痛みの強さは体に加わる刺激が増強するのに伴い増強する(図1A,図では痛みと刺激の関係を直線で示したが,実際の関係が直線的であるとは限らない)。図に示した刺激-痛み関係はさまざまな要因によって変化する。図1Bにおいて,線aが線bへと左方移動すると,同じ強さの刺激に対して,より強い痛みを自覚することになる。この線bの状態を“痛覚過敏”と呼んでいる。術後患者における組織損傷部位の周囲には痛覚過敏が生じていることが知られており,強い急性痛や痛みの慢性化と痛覚過敏は密接な関係にある。
手術後の痛覚過敏には一次知覚神経の感作が重要な役割を果たしている。一次知覚神経は組織炎症や軸索の切断など,さまざまな理由で感作される。知覚神経の興奮性が増大した結果,痛覚過敏が成立する。損傷を受けた組織では,多くの生理活性物質が合成され,創傷治癒機転が生じる。われわれは,創傷治癒に働く物質と痛覚過敏の間にはどのような関連があるのかを調べることにした。
インスリン様成長因子insulin-like growth factor(IGF)-1はインスリンによく似た構造をもつホルモンである。下垂体前葉ホルモンである成長ホルモンの刺激により主に肝臓で合成され,血流に乗り各臓器に存在するIGF受容体に作用して効果を発揮する。IGF-1は皮膚組織でも合成され,その恒常性を維持するために重要な役割を果たしている1)。IGF-1は創傷部位に多く存在し,ケラチノサイトの増殖を活性化させる。過剰なIGF-1は肥厚性瘢痕形成に関与する一方,糖尿病患者では創傷部位におけるIGF-1の合成不全により創傷治癒が遅延する。

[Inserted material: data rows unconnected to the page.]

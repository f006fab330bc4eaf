//! Variance bar chart (one bar per report row).

use std::path::{Path, PathBuf};
use std::sync::OnceLock;

use plotters::prelude::*;
use plotters::style::{FontStyle, register_font};

use cyclecount_inventory::VarianceReport;

use crate::error::{InfraError, InfraResult};

/// File name of the chart written next to the final report.
pub const DEFAULT_CHART_FILE: &str = "inventory_report.png";

/// Pixel height of every chart.
pub const CHART_HEIGHT: u32 = 480;

const FONT_FAMILY: &str = "sans-serif";
static FONT: &[u8] = include_bytes!("../assets/DejaVuSans.ttf");

/// Pixel width of a chart with `bars` bars.
pub fn chart_width(bars: usize) -> u32 {
    let bars = u32::try_from(bars).unwrap_or(u32::MAX);
    bars.saturating_mul(36).saturating_add(120).clamp(640, 4096)
}

/// Render `report` as a PNG bar chart at `path`.
///
/// Rows that were not counted are drawn at zero. Shortages are red, overages blue.
pub fn render_variance_chart(report: &VarianceReport, path: &Path) -> InfraResult<PathBuf> {
    let bars: Vec<(String, i64)> = report
        .rows()
        .iter()
        .map(|r| (r.sku().to_string(), r.variance.unwrap_or(0)))
        .collect();

    // The bitmap backend picks the encoder from the extension, so keep `.png` last.
    let tmp = path.with_file_name(format!(
        ".{}.partial.png",
        path.file_stem().map(|s| s.to_string_lossy()).unwrap_or_default()
    ));

    let drawn = register_bundled_font()
        .and_then(|()| draw(&bars, &tmp))
        .and_then(|()| {
            std::fs::rename(&tmp, path).map_err(|e| Box::new(e) as Box<dyn std::error::Error>)
        });
    if let Err(e) = drawn {
        let _ = std::fs::remove_file(&tmp);
        return Err(InfraError::Chart {
            path: path.to_path_buf(),
            reason: e.to_string(),
        });
    }

    tracing::info!(path = %path.display(), bars = bars.len(), "rendered variance chart");
    Ok(path.to_path_buf())
}

/// Text is drawn with a font shipped in the crate, so rendering never depends
/// on what the host has installed.
fn register_bundled_font() -> Result<(), Box<dyn std::error::Error>> {
    static REGISTERED: OnceLock<Result<(), String>> = OnceLock::new();
    REGISTERED
        .get_or_init(|| {
            register_font(FONT_FAMILY, FontStyle::Normal, FONT)
                .map_err(|_| "bundled chart font could not be parsed".to_string())
        })
        .clone()
        .map_err(Into::into)
}

/// Y-axis bounds with one unit of headroom, always including zero.
fn variance_bounds(bars: &[(String, i64)]) -> (i64, i64) {
    let low = bars.iter().map(|(_, v)| *v).min().unwrap_or(0).min(0);
    let high = bars.iter().map(|(_, v)| *v).max().unwrap_or(0).max(0);
    (low.saturating_sub(1), high.saturating_add(1))
}

fn draw(bars: &[(String, i64)], path: &Path) -> Result<(), Box<dyn std::error::Error>> {
    let root = BitMapBackend::new(path, (chart_width(bars.len()), CHART_HEIGHT)).into_drawing_area();
    root.fill(&WHITE)?;

    // Plotted as f64: plotters' integer tick search overflows on ranges near i64 limits.
    let (low, high) = variance_bounds(bars);
    let slots = bars.len().max(1);

    let mut chart = ChartBuilder::on(&root)
        .caption("Cycle count variance by SKU", (FONT_FAMILY, 24))
        .margin(16)
        .x_label_area_size(56)
        .y_label_area_size(72)
        .build_cartesian_2d((0..slots).into_segmented(), low as f64..high as f64)?;

    chart
        .configure_mesh()
        .disable_x_mesh()
        .label_style((FONT_FAMILY, 14))
        .axis_desc_style((FONT_FAMILY, 16))
        .x_desc("SKU")
        .y_desc("Variance (units)")
        .x_labels(slots)
        .x_label_formatter(&|slot| match slot {
            SegmentValue::CenterOf(i) => bars.get(*i).map(|(sku, _)| sku.clone()).unwrap_or_default(),
            _ => String::new(),
        })
        .y_label_formatter(&|v| format!("{v:.0}"))
        .draw()?;

    chart.draw_series(bars.iter().enumerate().map(|(i, (_, variance))| {
        let color = if *variance < 0 { RED } else { BLUE };
        let (bottom, top) = if *variance < 0 { (*variance, 0) } else { (0, *variance) };
        let mut bar = Rectangle::new(
            [
                (SegmentValue::Exact(i), bottom as f64),
                (SegmentValue::Exact(i + 1), top as f64),
            ],
            color.filled(),
        );
        bar.set_margin(0, 0, 4, 4);
        bar
    }))?;

    root.present()?;
    Ok(())
}

#[cfg(test)]
mod tests {
    use super::*;

    fn bars(values: &[i64]) -> Vec<(String, i64)> {
        values.iter().map(|v| (format!("S{v}"), *v)).collect()
    }

    #[test]
    fn bounds_include_zero_with_headroom() {
        assert_eq!(variance_bounds(&[]), (-1, 1));
        assert_eq!(variance_bounds(&bars(&[3, 7])), (-1, 8));
        assert_eq!(variance_bounds(&bars(&[-4, 2])), (-5, 3));
    }

    #[test]
    fn bounds_saturate_at_integer_limits() {
        assert_eq!(variance_bounds(&bars(&[i64::MAX])), (-1, i64::MAX));
        assert_eq!(variance_bounds(&bars(&[i64::MIN, i64::MAX])), (i64::MIN, i64::MAX));
    }

    #[test]
    fn width_grows_with_bars_within_limits() {
        assert_eq!(chart_width(0), 640);
        assert_eq!(chart_width(30), 1200);
        assert_eq!(chart_width(10_000), 4096);
        assert_eq!(chart_width(usize::MAX), 4096);
    }

    #[test]
    fn bundled_font_registers() {
        register_bundled_font().unwrap();
        register_bundled_font().unwrap();
    }
}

IGF-1は,カプサイシン受容体であるtransient receptor potential vanilloid 1(TRPV1)やナトリウムチャネルの機能を修飾することで一次知覚神経に影響を及ぼしている可能性が示唆されている2)が,創傷治癒に伴って合成される皮膚組織のIGF-1が痛覚伝達に及ぼす影響は明らかではなかった。われわれは,ラット術後痛モデルを用いて,創傷組織のIGF-1が術後痛覚過敏に及ぼす影響を研究した3)。